What the task requires
Report each line from the entries in which "Relaxed" can be found.

-- Given data follows --

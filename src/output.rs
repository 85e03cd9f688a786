//! Output formatting for methmatrix results.
//!
//! This module writes the per-sample aggregated tracks, the methylation
//! matrix handed to the heatmap renderer, and the run summary. Missing
//! values are always written as `MISSING_SENTINEL`.

use anyhow::{bail, Result};
use std::borrow::Cow;
use std::io::Write;

use crate::config::{MatrixLayout, MISSING_SENTINEL};
use crate::pipeline::assemble::MethylationMatrix;
use crate::pipeline::runner::SampleOutcome;
use crate::regions::RegionSet;
use crate::types::SampleColumn;

/// Format a cell value; floats use the shortest representation that reads
/// back to the same number.
pub fn format_value(value: Option<f64>) -> Cow<'static, str> {
    match value {
        Some(v) => Cow::Owned(v.to_string()),
        None => Cow::Borrowed(MISSING_SENTINEL),
    }
}

/// Write one sample's values as a four-column track in master region order.
pub fn write_aggregated_track<W: Write>(
    writer: &mut W,
    regions: &RegionSet,
    column: &SampleColumn,
) -> Result<()> {
    if column.values.len() != regions.len() {
        bail!(
            "Sample {} has {} values for {} regions",
            column.sample_id,
            column.values.len(),
            regions.len()
        );
    }
    for aggregated in column.iter() {
        let Some(region) = regions.get(aggregated.region) else {
            continue;
        };
        writeln!(
            writer,
            "{}\t{}\t{}\t{}",
            region.interval.chrom,
            region.interval.start,
            region.interval.end,
            format_value(aggregated.value)
        )?;
    }
    Ok(())
}

/// Write the matrix: a `region` column followed by one column per sample.
pub fn write_matrix<W: Write>(writer: &mut W, matrix: &MethylationMatrix) -> Result<()> {
    write!(writer, "region")?;
    for sample in &matrix.samples {
        write!(writer, "\t{}", sample)?;
    }
    writeln!(writer)?;

    for (row, region_id) in matrix.region_ids.iter().enumerate() {
        write!(writer, "{}", region_id)?;
        for column in &matrix.columns {
            write!(writer, "\t{}", format_value(column[row]))?;
        }
        writeln!(writer)?;
    }

    Ok(())
}

/// Write the matrix with coordinate columns: `chr start end` followed by one
/// column per sample.
pub fn write_coordinate_matrix<W: Write>(
    writer: &mut W,
    matrix: &MethylationMatrix,
    regions: &RegionSet,
) -> Result<()> {
    if regions.len() != matrix.num_rows() {
        bail!(
            "Matrix has {} rows but the region set has {}",
            matrix.num_rows(),
            regions.len()
        );
    }

    write!(writer, "chr\tstart\tend")?;
    for sample in &matrix.samples {
        write!(writer, "\t{}", sample)?;
    }
    writeln!(writer)?;

    for (row, region) in regions.regions().iter().enumerate() {
        let interval = &region.interval;
        write!(writer, "{}\t{}\t{}", interval.chrom, interval.start, interval.end)?;
        for column in &matrix.columns {
            write!(writer, "\t{}", format_value(column[row]))?;
        }
        writeln!(writer)?;
    }

    Ok(())
}

/// Write the matrix in the requested layout.
pub fn write_matrix_layout<W: Write>(
    writer: &mut W,
    matrix: &MethylationMatrix,
    regions: &RegionSet,
    layout: MatrixLayout,
) -> Result<()> {
    match layout {
        MatrixLayout::Region => write_matrix(writer, matrix),
        MatrixLayout::Coordinates => write_coordinate_matrix(writer, matrix, regions),
    }
}

const SUMMARY_HEADER: &str = "sample\tstatus\trecords\tmalformed\tout_of_range\tjoined\tunjoined_sites\tregions_observed\tmode\tscale\tdetail";

/// Write the per-sample summary with the matrix completeness flag.
pub fn write_summary<W: Write>(
    writer: &mut W,
    matrix: &MethylationMatrix,
    regions: &RegionSet,
    outcomes: &[SampleOutcome],
) -> Result<()> {
    writeln!(writer, "#complete\t{}", matrix.is_complete())?;
    writeln!(
        writer,
        "#missing_samples\t{}",
        if matrix.missing_samples.is_empty() {
            "-".to_string()
        } else {
            matrix.missing_samples.join(",")
        }
    )?;
    writeln!(writer, "#duplicate_regions\t{}", regions.duplicates_dropped())?;
    writeln!(writer, "{}", SUMMARY_HEADER)?;

    for outcome in outcomes {
        writeln!(writer, "{}", format_summary_line(outcome))?;
    }

    Ok(())
}

/// Format a single summary line for a sample outcome.
pub fn format_summary_line(outcome: &SampleOutcome) -> String {
    match outcome {
        SampleOutcome::Reported(s) => format!(
            "{}\t{}\t{}\t{}\t{}\t{}\t{}\t{}\t{}\t{}\t-",
            s.sample_id,
            outcome.status(),
            s.records,
            s.malformed,
            s.out_of_range,
            s.joined,
            s.unjoined_sites,
            s.regions_observed,
            s.mode,
            s.scale
        ),
        SampleOutcome::Failed { error, .. } => failed_line(outcome, error),
        SampleOutcome::Rejected { error, .. } => failed_line(outcome, &error.to_string()),
        SampleOutcome::Cancelled { .. } => failed_line(outcome, "fan-in deadline passed"),
    }
}

fn failed_line(outcome: &SampleOutcome, detail: &str) -> String {
    // Keep the detail on one line and inside its column
    let detail = detail.replace(['\t', '\n'], " ");
    format!(
        "{}\t{}\t-\t-\t-\t-\t-\t-\t-\t-\t{}",
        outcome.sample_id(),
        outcome.status(),
        detail
    )
}

#[cfg(test)]
mod tests {
    use super::*;
    use crate::config::ValueScale;
    use crate::error::AssemblyError;
    use crate::pipeline::aggregate::EffectiveMode;
    use crate::pipeline::sample::SampleSummary;
    use crate::types::{GenomicInterval, Region};

    fn region(chrom: &str, start: u64, end: u64, name: Option<&str>) -> Region {
        Region::new(
            GenomicInterval::new(chrom.to_string(), start, end).unwrap(),
            name.map(|n| n.to_string()),
        )
    }

    /// The region set behind `matrix()`, with one duplicate dropped.
    fn regions() -> RegionSet {
        RegionSet::new(vec![
            region("chr1", 100, 200, Some("A")),
            region("chr1", 300, 400, None),
            region("chr1", 500, 600, Some("A")),
        ])
        .unwrap()
    }

    fn matrix() -> MethylationMatrix {
        MethylationMatrix {
            region_ids: vec!["A".to_string(), "chr1-300-400".to_string()],
            samples: vec!["s1".to_string(), "s2".to_string()],
            columns: vec![vec![Some(0.5), None], vec![Some(0.0), Some(0.125)]],
            missing_samples: Vec::new(),
        }
    }

    #[test]
    fn test_format_value() {
        assert_eq!(format_value(None), "NA");
        assert_eq!(format_value(Some(0.0)), "0");
        assert_eq!(format_value(Some(0.1)), "0.1");
        assert_eq!(format_value(Some(0.875)), "0.875");
        assert_eq!(format_value(Some(1.0 / 3.0)), "0.3333333333333333");
    }

    #[test]
    fn test_write_matrix() {
        let mut output = Vec::new();
        write_matrix(&mut output, &matrix()).unwrap();
        let text = String::from_utf8(output).unwrap();

        assert_eq!(
            text,
            "region\ts1\ts2\nA\t0.5\t0\nchr1-300-400\tNA\t0.125\n"
        );
    }

    #[test]
    fn test_write_coordinate_matrix() {
        let mut output = Vec::new();
        write_matrix_layout(&mut output, &matrix(), &regions(), MatrixLayout::Coordinates)
            .unwrap();
        let text = String::from_utf8(output).unwrap();

        assert_eq!(
            text,
            "chr\tstart\tend\ts1\ts2\nchr1\t100\t200\t0.5\t0\nchr1\t300\t400\tNA\t0.125\n"
        );
    }

    #[test]
    fn test_write_coordinate_matrix_rejects_other_region_set() {
        let other = RegionSet::new(vec![region("chr1", 100, 200, None)]).unwrap();
        let mut output = Vec::new();
        assert!(write_coordinate_matrix(&mut output, &matrix(), &other).is_err());
    }

    #[test]
    fn test_write_aggregated_track() {
        let regions = RegionSet::new(vec![
            region("chr1", 100, 200, Some("A")),
            region("chr2", 5, 10, None),
        ])
        .unwrap();

        let column = SampleColumn::new("s1".to_string(), vec![None, Some(0.75)]);
        let mut output = Vec::new();
        write_aggregated_track(&mut output, &regions, &column).unwrap();
        assert_eq!(
            String::from_utf8(output).unwrap(),
            "chr1\t100\t200\tNA\nchr2\t5\t10\t0.75\n"
        );

        let short = SampleColumn::new("s1".to_string(), vec![None]);
        assert!(write_aggregated_track(&mut Vec::<u8>::new(), &regions, &short).is_err());
    }

    #[test]
    fn test_write_summary() {
        let mut m = matrix();
        m.missing_samples = vec!["s2".to_string()];
        let outcomes = vec![
            SampleOutcome::Reported(SampleSummary {
                sample_id: "s1".to_string(),
                records: 10,
                malformed: 1,
                out_of_range: 2,
                joined: 6,
                unjoined_sites: 1,
                regions_observed: 1,
                mode: EffectiveMode::CoverageWeighted,
                scale: ValueScale::Percent,
            }),
            SampleOutcome::Rejected {
                sample_id: "s2".to_string(),
                error: AssemblyError::Closed("s2".to_string()),
            },
        ];

        let mut output = Vec::new();
        write_summary(&mut output, &m, &regions(), &outcomes).unwrap();
        let text = String::from_utf8(output).unwrap();
        let lines: Vec<&str> = text.lines().collect();

        assert_eq!(lines[0], "#complete\tfalse");
        assert_eq!(lines[1], "#missing_samples\ts2");
        assert_eq!(lines[2], "#duplicate_regions\t1");
        assert!(lines[3].starts_with("sample\tstatus"));
        assert_eq!(lines[4], "s1\treported\t10\t1\t2\t6\t1\t1\trate\tpercent\t-");
        assert!(lines[5].starts_with("s2\trejected\t-"));
        assert!(lines[5].contains("too late"));
        assert_eq!(lines[5].split('\t').count(), 11);
    }
}
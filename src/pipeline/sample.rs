//! Per-sample processing: parse, screen, join and aggregate one track.
//!
//! Everything here is a pure function of the track contents, the region set
//! and the configuration, so a retried sample yields an identical column.

use anyhow::Result;
use log::{info, warn};
use std::path::Path;

use crate::config::{Config, ValueScale};
use crate::parser::bedgraph::{parse_aggregated, parse_track, TrackData};
use crate::pipeline::aggregate::{aggregate_regions, screen_sites, EffectiveMode};
use crate::pipeline::join::join_sites;
use crate::regions::RegionSet;
use crate::types::SampleColumn;

/// Record counts reported for one sample.
#[derive(Debug, Clone, PartialEq)]
pub struct SampleSummary {
    pub sample_id: String,
    /// Record lines read from the track.
    pub records: usize,
    /// Lines skipped as malformed.
    pub malformed: usize,
    /// Sites excluded for an implausible value.
    pub out_of_range: usize,
    /// (region, site) pairs produced by the join.
    pub joined: usize,
    /// Valid sites overlapping no region.
    pub unjoined_sites: usize,
    /// Regions with a value.
    pub regions_observed: usize,
    pub mode: EffectiveMode,
    pub scale: ValueScale,
}

/// Column and summary of one processed sample.
#[derive(Debug, Clone)]
pub struct SampleResult {
    pub column: SampleColumn,
    pub summary: SampleSummary,
}

/// Aggregate an already parsed track.
pub fn process_sites(
    sample_id: &str,
    track: TrackData,
    regions: &RegionSet,
    config: &Config,
) -> SampleResult {
    let TrackData {
        sites,
        records,
        malformed,
        first_error,
    } = track;

    if let Some((line, err)) = &first_error {
        warn!(
            "Sample {}: skipped {} malformed record(s); first at line {}: {}",
            sample_id, malformed, line, err
        );
    }

    let screened = screen_sites(sites, config.scale);
    if let Some(value) = screened.first_excluded {
        warn!(
            "Sample {}: excluded {} value(s) outside the {} range (first: {})",
            sample_id, screened.out_of_range, screened.scale, value
        );
    }

    let mode = EffectiveMode::select(config.mode, &screened.sites);
    if mode == EffectiveMode::RateFromRatios {
        warn!(
            "Sample {}: track has no read counts; using the mean of per-site ratios",
            sample_id
        );
    }

    let joined = join_sites(sample_id, &screened.sites, regions);
    let values = aggregate_regions(&joined.records, regions.len(), mode);
    let column = SampleColumn::new(sample_id.to_string(), values);

    let summary = SampleSummary {
        sample_id: sample_id.to_string(),
        records,
        malformed,
        out_of_range: screened.out_of_range,
        joined: joined.records.len(),
        unjoined_sites: joined.unjoined_sites,
        regions_observed: column.observed(),
        mode,
        scale: screened.scale,
    };

    info!(
        "Sample {}: {} records, {} joined pairs, {}/{} regions observed ({})",
        sample_id,
        summary.records,
        summary.joined,
        summary.regions_observed,
        regions.len(),
        summary.mode
    );

    SampleResult { column, summary }
}

/// Read and aggregate a raw bedGraph track.
pub fn process_track(
    sample_id: &str,
    path: &Path,
    regions: &RegionSet,
    config: &Config,
) -> Result<SampleResult> {
    let track = parse_track(path)?;
    Ok(process_sites(sample_id, track, regions, config))
}

/// Load a track that was aggregated earlier against the same region set.
pub fn load_aggregated(sample_id: &str, path: &Path, regions: &RegionSet) -> Result<SampleResult> {
    let values = parse_aggregated(path, regions)?;
    let column = SampleColumn::new(sample_id.to_string(), values);

    let summary = SampleSummary {
        sample_id: sample_id.to_string(),
        records: regions.len(),
        malformed: 0,
        out_of_range: 0,
        joined: 0,
        unjoined_sites: 0,
        regions_observed: column.observed(),
        mode: EffectiveMode::Preaggregated,
        scale: ValueScale::Fraction,
    };

    Ok(SampleResult { column, summary })
}
//! The master region universe.
//!
//! Regions keep their file order (the matrix row order). A per-chromosome
//! index sorted by start position, together with the longest region length,
//! lets the interval join locate candidates with a binary search.

use ahash::{AHashMap, AHashSet};
use anyhow::{bail, Result};
use log::warn;

use crate::types::Region;

/// Regions of one chromosome, sorted by `(start, end)`.
#[derive(Debug, Clone)]
pub struct ChromIndex {
    /// Indices into the master region list.
    pub order: Vec<usize>,
    /// Longest region on this chromosome.
    pub max_len: u64,
}

/// Read-only set of master regions shared by every sample.
#[derive(Debug, Clone)]
pub struct RegionSet {
    regions: Vec<Region>,
    ids: Vec<String>,
    by_chrom: AHashMap<String, ChromIndex>,
    duplicates_dropped: usize,
}

impl RegionSet {
    /// Build the universe from regions in file order.
    ///
    /// Regions sharing an identifier with an earlier one are dropped (first
    /// wins). An empty universe is an error: no matrix can be built from it.
    pub fn new(regions: Vec<Region>) -> Result<Self> {
        let mut seen: AHashSet<String> = AHashSet::with_capacity(regions.len());
        let mut kept = Vec::with_capacity(regions.len());
        let mut ids = Vec::with_capacity(regions.len());
        let mut duplicates_dropped = 0;

        for region in regions {
            let id = region.id();
            if !seen.insert(id.clone()) {
                warn!("Duplicate region '{}' ignored ({})", id, region.interval);
                duplicates_dropped += 1;
                continue;
            }
            ids.push(id);
            kept.push(region);
        }

        if kept.is_empty() {
            bail!("Region set is empty");
        }

        let mut by_chrom: AHashMap<String, ChromIndex> = AHashMap::new();
        for (idx, region) in kept.iter().enumerate() {
            let entry = by_chrom
                .entry(region.interval.chrom.clone())
                .or_insert_with(|| ChromIndex {
                    order: Vec::new(),
                    max_len: 0,
                });
            entry.order.push(idx);
            entry.max_len = entry.max_len.max(region.interval.length());
        }

        for index in by_chrom.values_mut() {
            index.order.sort_by(|&a, &b| {
                let (ra, rb) = (&kept[a].interval, &kept[b].interval);
                ra.start.cmp(&rb.start).then(ra.end.cmp(&rb.end)).then(a.cmp(&b))
            });
        }

        Ok(RegionSet {
            regions: kept,
            ids,
            by_chrom,
            duplicates_dropped,
        })
    }

    pub fn len(&self) -> usize {
        self.regions.len()
    }

    pub fn is_empty(&self) -> bool {
        self.regions.is_empty()
    }

    /// Regions in master order.
    pub fn regions(&self) -> &[Region] {
        &self.regions
    }

    pub fn get(&self, idx: usize) -> Option<&Region> {
        self.regions.get(idx)
    }

    /// Region identifiers in master order.
    pub fn ids(&self) -> &[String] {
        &self.ids
    }

    pub fn chrom_index(&self, chrom: &str) -> Option<&ChromIndex> {
        self.by_chrom.get(chrom)
    }

    /// Number of input regions dropped as duplicates.
    pub fn duplicates_dropped(&self) -> usize {
        self.duplicates_dropped
    }
}
//! Handoff to the external heatmap renderer.
//!
//! Clustering and drawing happen outside this crate. The only contract is
//! the matrix file in the coordinate layout written by
//! `output::write_coordinate_matrix`: `chr`, `start` and `end` columns, one
//! fraction-valued column per sample, and `config::MISSING_SENTINEL` in
//! missing cells.

use anyhow::{bail, Context, Result};
use log::info;
use std::path::Path;
use std::process::Command;

/// Something that turns a matrix file into an image.
pub trait HeatmapRenderer {
    fn render(&self, matrix: &Path, image: &Path) -> Result<()>;
}

/// Runs an external program as
/// `<program> [args...] --input <matrix> --output-plot <image>`.
#[derive(Debug, Clone)]
pub struct CommandRenderer {
    program: String,
    args: Vec<String>,
}

impl CommandRenderer {
    pub fn new(program: String, args: Vec<String>) -> Self {
        CommandRenderer { program, args }
    }

    /// Build from a whitespace-separated command line.
    pub fn from_command_line(command: &str) -> Result<Self> {
        let mut parts = command.split_whitespace().map(str::to_string);
        let program = parts.next().context("Heatmap command is empty")?;
        Ok(CommandRenderer::new(program, parts.collect()))
    }

    fn command(&self, matrix: &Path, image: &Path) -> Command {
        let mut cmd = Command::new(&self.program);
        cmd.args(&self.args)
            .arg("--input")
            .arg(matrix)
            .arg("--output-plot")
            .arg(image);
        cmd
    }
}

impl HeatmapRenderer for CommandRenderer {
    fn render(&self, matrix: &Path, image: &Path) -> Result<()> {
        info!("Rendering heatmap to {}", image.display());
        let status = self
            .command(matrix, image)
            .status()
            .with_context(|| format!("Failed to run heatmap command '{}'", self.program))?;
        if !status.success() {
            bail!("Heatmap command '{}' exited with {}", self.program, status);
        }
        Ok(())
    }
}
//! Parallel per-sample pipeline with a bounded fan-in.
//!
//! Sample jobs are queued on a crossbeam channel and drained by a rayon
//! pool. Workers submit columns straight to the shared `MatrixAssembler` and
//! report an outcome per job on a result channel. The calling thread only
//! waits on the assembler, and once the deadline has passed it leaves any
//! still-running workers behind instead of joining them, so a stalled track
//! cannot hold up the run.

use anyhow::{Context, Result};
use crossbeam_channel::{bounded, Receiver, Sender};
use log::{error, info, warn};
use std::fs::{self, File};
use std::io::{BufWriter, Write};
use std::path::{Path, PathBuf};
use std::sync::atomic::{AtomicBool, Ordering};
use std::sync::Arc;
use std::thread;
use std::time::{Duration, Instant};

use crate::config::Config;
use crate::error::AssemblyError;
use crate::output::write_aggregated_track;
use crate::parser::manifest::Manifest;
use crate::pipeline::assemble::{MatrixAssembler, MethylationMatrix};
use crate::pipeline::sample::{load_aggregated, process_track, SampleResult, SampleSummary};
use crate::regions::RegionSet;

/// What the manifest's track paths point at.
#[derive(Debug, Clone, Copy, PartialEq, Eq)]
pub enum TrackSource {
    /// Raw bedGraph tracks to be joined and aggregated.
    Raw,
    /// Aggregated tracks already in master region order.
    Aggregated,
}

/// Work item for the sample pool.
struct SampleJob {
    sample_id: String,
    path: PathBuf,
}

/// What happened to one sample.
#[derive(Debug, Clone, PartialEq)]
pub enum SampleOutcome {
    /// Column accepted by the assembler.
    Reported(SampleSummary),
    /// The track could not be read or written.
    Failed { sample_id: String, error: String },
    /// The assembler refused the column.
    Rejected {
        sample_id: String,
        error: AssemblyError,
    },
    /// Not finished when the matrix was finalized: skipped after the
    /// fan-in deadline, or still running and abandoned.
    Cancelled { sample_id: String },
}

impl SampleOutcome {
    pub fn sample_id(&self) -> &str {
        match self {
            SampleOutcome::Reported(summary) => &summary.sample_id,
            SampleOutcome::Failed { sample_id, .. }
            | SampleOutcome::Rejected { sample_id, .. }
            | SampleOutcome::Cancelled { sample_id } => sample_id,
        }
    }

    pub fn status(&self) -> &'static str {
        match self {
            SampleOutcome::Reported(_) => "reported",
            SampleOutcome::Failed { .. } => "failed",
            SampleOutcome::Rejected { .. } => "rejected",
            SampleOutcome::Cancelled { .. } => "cancelled",
        }
    }
}

/// Matrix plus per-sample outcomes, in manifest order.
#[derive(Debug, Clone)]
pub struct RunReport {
    pub matrix: MethylationMatrix,
    /// One entry per manifest sample.
    pub outcomes: Vec<SampleOutcome>,
}

/// Process every manifest sample and assemble the matrix.
pub fn run_manifest(
    manifest: &Manifest,
    regions: Arc<RegionSet>,
    config: &Config,
    source: TrackSource,
) -> Result<RunReport> {
    let num_threads = config.threads.max(1);
    info!(
        "Processing {} samples against {} regions with {} threads",
        manifest.len(),
        regions.len(),
        num_threads
    );

    if let Some(dir) = &config.aggregated_dir {
        fs::create_dir_all(dir)
            .with_context(|| format!("Failed to create output directory {}", dir.display()))?;
    }

    let assembler = Arc::new(MatrixAssembler::new(
        Arc::clone(&regions),
        manifest.sample_ids(),
    ));
    let cancelled = Arc::new(AtomicBool::new(false));
    let config = Arc::new(config.clone());

    // Both channels hold every job, so neither side ever blocks on a send
    let capacity = manifest.len().max(1);
    let (work_tx, work_rx): (Sender<SampleJob>, Receiver<SampleJob>) = bounded(capacity);
    let (result_tx, result_rx): (Sender<SampleOutcome>, Receiver<SampleOutcome>) =
        bounded(capacity);

    let pool = rayon::ThreadPoolBuilder::new()
        .num_threads(num_threads)
        .build()
        .context("Failed to create thread pool")?;

    let workers_handle = thread::spawn({
        let assembler = Arc::clone(&assembler);
        let cancelled = Arc::clone(&cancelled);
        let regions = Arc::clone(&regions);
        let config = Arc::clone(&config);
        move || {
            pool.scope(|s| {
                for _ in 0..num_threads {
                    let work_rx = work_rx.clone();
                    let result_tx = result_tx.clone();
                    let assembler = Arc::clone(&assembler);
                    let cancelled = Arc::clone(&cancelled);
                    let regions = Arc::clone(&regions);
                    let config = Arc::clone(&config);

                    s.spawn(move |_| {
                        worker_loop(
                            work_rx, result_tx, &regions, &config, &assembler, &cancelled, source,
                        );
                    });
                }
            });
            // Every job has been handled: nothing more can arrive
            assembler.close();
        }
    });

    for entry in &manifest.entries {
        let job = SampleJob {
            sample_id: entry.sample_id.clone(),
            path: entry.track_path.clone(),
        };
        if work_tx.send(job).is_err() {
            break;
        }
    }
    drop(work_tx);

    let matrix = assembler.wait(config.timeout);

    let mut outcomes: Vec<SampleOutcome> = if matrix.is_complete() || config.timeout.is_none() {
        // Every column is in, or the pool already drained: joining is quick
        workers_handle
            .join()
            .map_err(|_| anyhow::anyhow!("Worker thread panicked"))?;
        result_rx.try_iter().collect()
    } else {
        cancelled.store(true, Ordering::Relaxed);
        // Workers blocked on a track are detached; they exit on their own
        drop(workers_handle);
        settled_outcomes(&result_rx, &matrix, SETTLE_GRACE)
    };

    let order = manifest.sample_ids();
    for sample_id in &order {
        if !outcomes.iter().any(|o| o.sample_id() == sample_id) {
            outcomes.push(SampleOutcome::Cancelled {
                sample_id: sample_id.clone(),
            });
        }
    }
    outcomes.sort_by_key(|o| order.iter().position(|s| s == o.sample_id()));

    if matrix.is_complete() {
        info!(
            "Matrix complete: {} regions x {} samples",
            matrix.num_rows(),
            matrix.num_cols()
        );
    } else {
        warn!(
            "Matrix incomplete: {} of {} samples missing ({})",
            matrix.missing_samples.len(),
            matrix.num_cols(),
            matrix.missing_samples.join(", ")
        );
    }

    Ok(RunReport { matrix, outcomes })
}

/// How long to wait for the outcome of a sample whose column already made
/// it into a partial matrix.
const SETTLE_GRACE: Duration = Duration::from_millis(500);

/// Outcomes available after a deadline, without joining the workers.
///
/// A worker sends its outcome right after submitting, so samples present in
/// the matrix get a short grace period for that message to arrive.
fn settled_outcomes(
    result_rx: &Receiver<SampleOutcome>,
    matrix: &MethylationMatrix,
    grace: Duration,
) -> Vec<SampleOutcome> {
    let mut outcomes: Vec<SampleOutcome> = result_rx.try_iter().collect();
    let deadline = Instant::now() + grace;

    loop {
        let pending = matrix
            .samples
            .iter()
            .filter(|s| !matrix.missing_samples.contains(s))
            .any(|s| !outcomes.iter().any(|o| o.sample_id() == s.as_str()));
        if !pending {
            break;
        }
        let now = Instant::now();
        if now >= deadline {
            break;
        }
        match result_rx.recv_timeout(deadline - now) {
            Ok(outcome) => outcomes.push(outcome),
            Err(_) => break,
        }
    }

    outcomes
}

/// Worker loop: receives sample jobs and reports their outcome.
fn worker_loop(
    work_rx: Receiver<SampleJob>,
    result_tx: Sender<SampleOutcome>,
    regions: &RegionSet,
    config: &Config,
    assembler: &MatrixAssembler,
    cancelled: &AtomicBool,
    source: TrackSource,
) {
    while let Ok(job) = work_rx.recv() {
        let outcome = if cancelled.load(Ordering::Relaxed) {
            SampleOutcome::Cancelled {
                sample_id: job.sample_id,
            }
        } else {
            process_job(job, regions, config, assembler, source)
        };

        if result_tx.send(outcome).is_err() {
            break;
        }
    }
}

/// Process a single sample job end to end.
fn process_job(
    job: SampleJob,
    regions: &RegionSet,
    config: &Config,
    assembler: &MatrixAssembler,
    source: TrackSource,
) -> SampleOutcome {
    let result = match source {
        TrackSource::Raw => process_track(&job.sample_id, &job.path, regions, config),
        TrackSource::Aggregated => load_aggregated(&job.sample_id, &job.path, regions),
    }
    .and_then(|result| {
        if let Some(dir) = &config.aggregated_dir {
            write_sample_track(dir, &result, regions)?;
        }
        Ok(result)
    });

    let SampleResult { column, summary } = match result {
        Ok(result) => result,
        Err(err) => {
            warn!("Skipping sample {}: {:#}", job.sample_id, err);
            return SampleOutcome::Failed {
                sample_id: job.sample_id,
                error: format!("{:#}", err),
            };
        }
    };

    match assembler.submit(column) {
        Ok(()) => SampleOutcome::Reported(summary),
        Err(err) => {
            error!("Rejected result for sample {}: {}", job.sample_id, err);
            SampleOutcome::Rejected {
                sample_id: job.sample_id,
                error: err,
            }
        }
    }
}

/// Path of a sample's aggregated track inside `dir`.
pub fn sample_track_path(dir: &Path, sample_id: &str) -> PathBuf {
    dir.join(format!("{}.dmr.bedGraph", sample_id))
}

fn write_sample_track(dir: &Path, result: &SampleResult, regions: &RegionSet) -> Result<()> {
    let path = sample_track_path(dir, &result.column.sample_id);
    let file = File::create(&path)
        .with_context(|| format!("Failed to create {}", path.display()))?;
    let mut writer = BufWriter::new(file);
    write_aggregated_track(&mut writer, regions, &result.column)?;
    writer.flush()?;
    Ok(())
}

-- Given data concluded --

Result
        cancelled.store(true, Ordering::Relaxed);
        let outcome = if cancelled.load(Ordering::Relaxed) {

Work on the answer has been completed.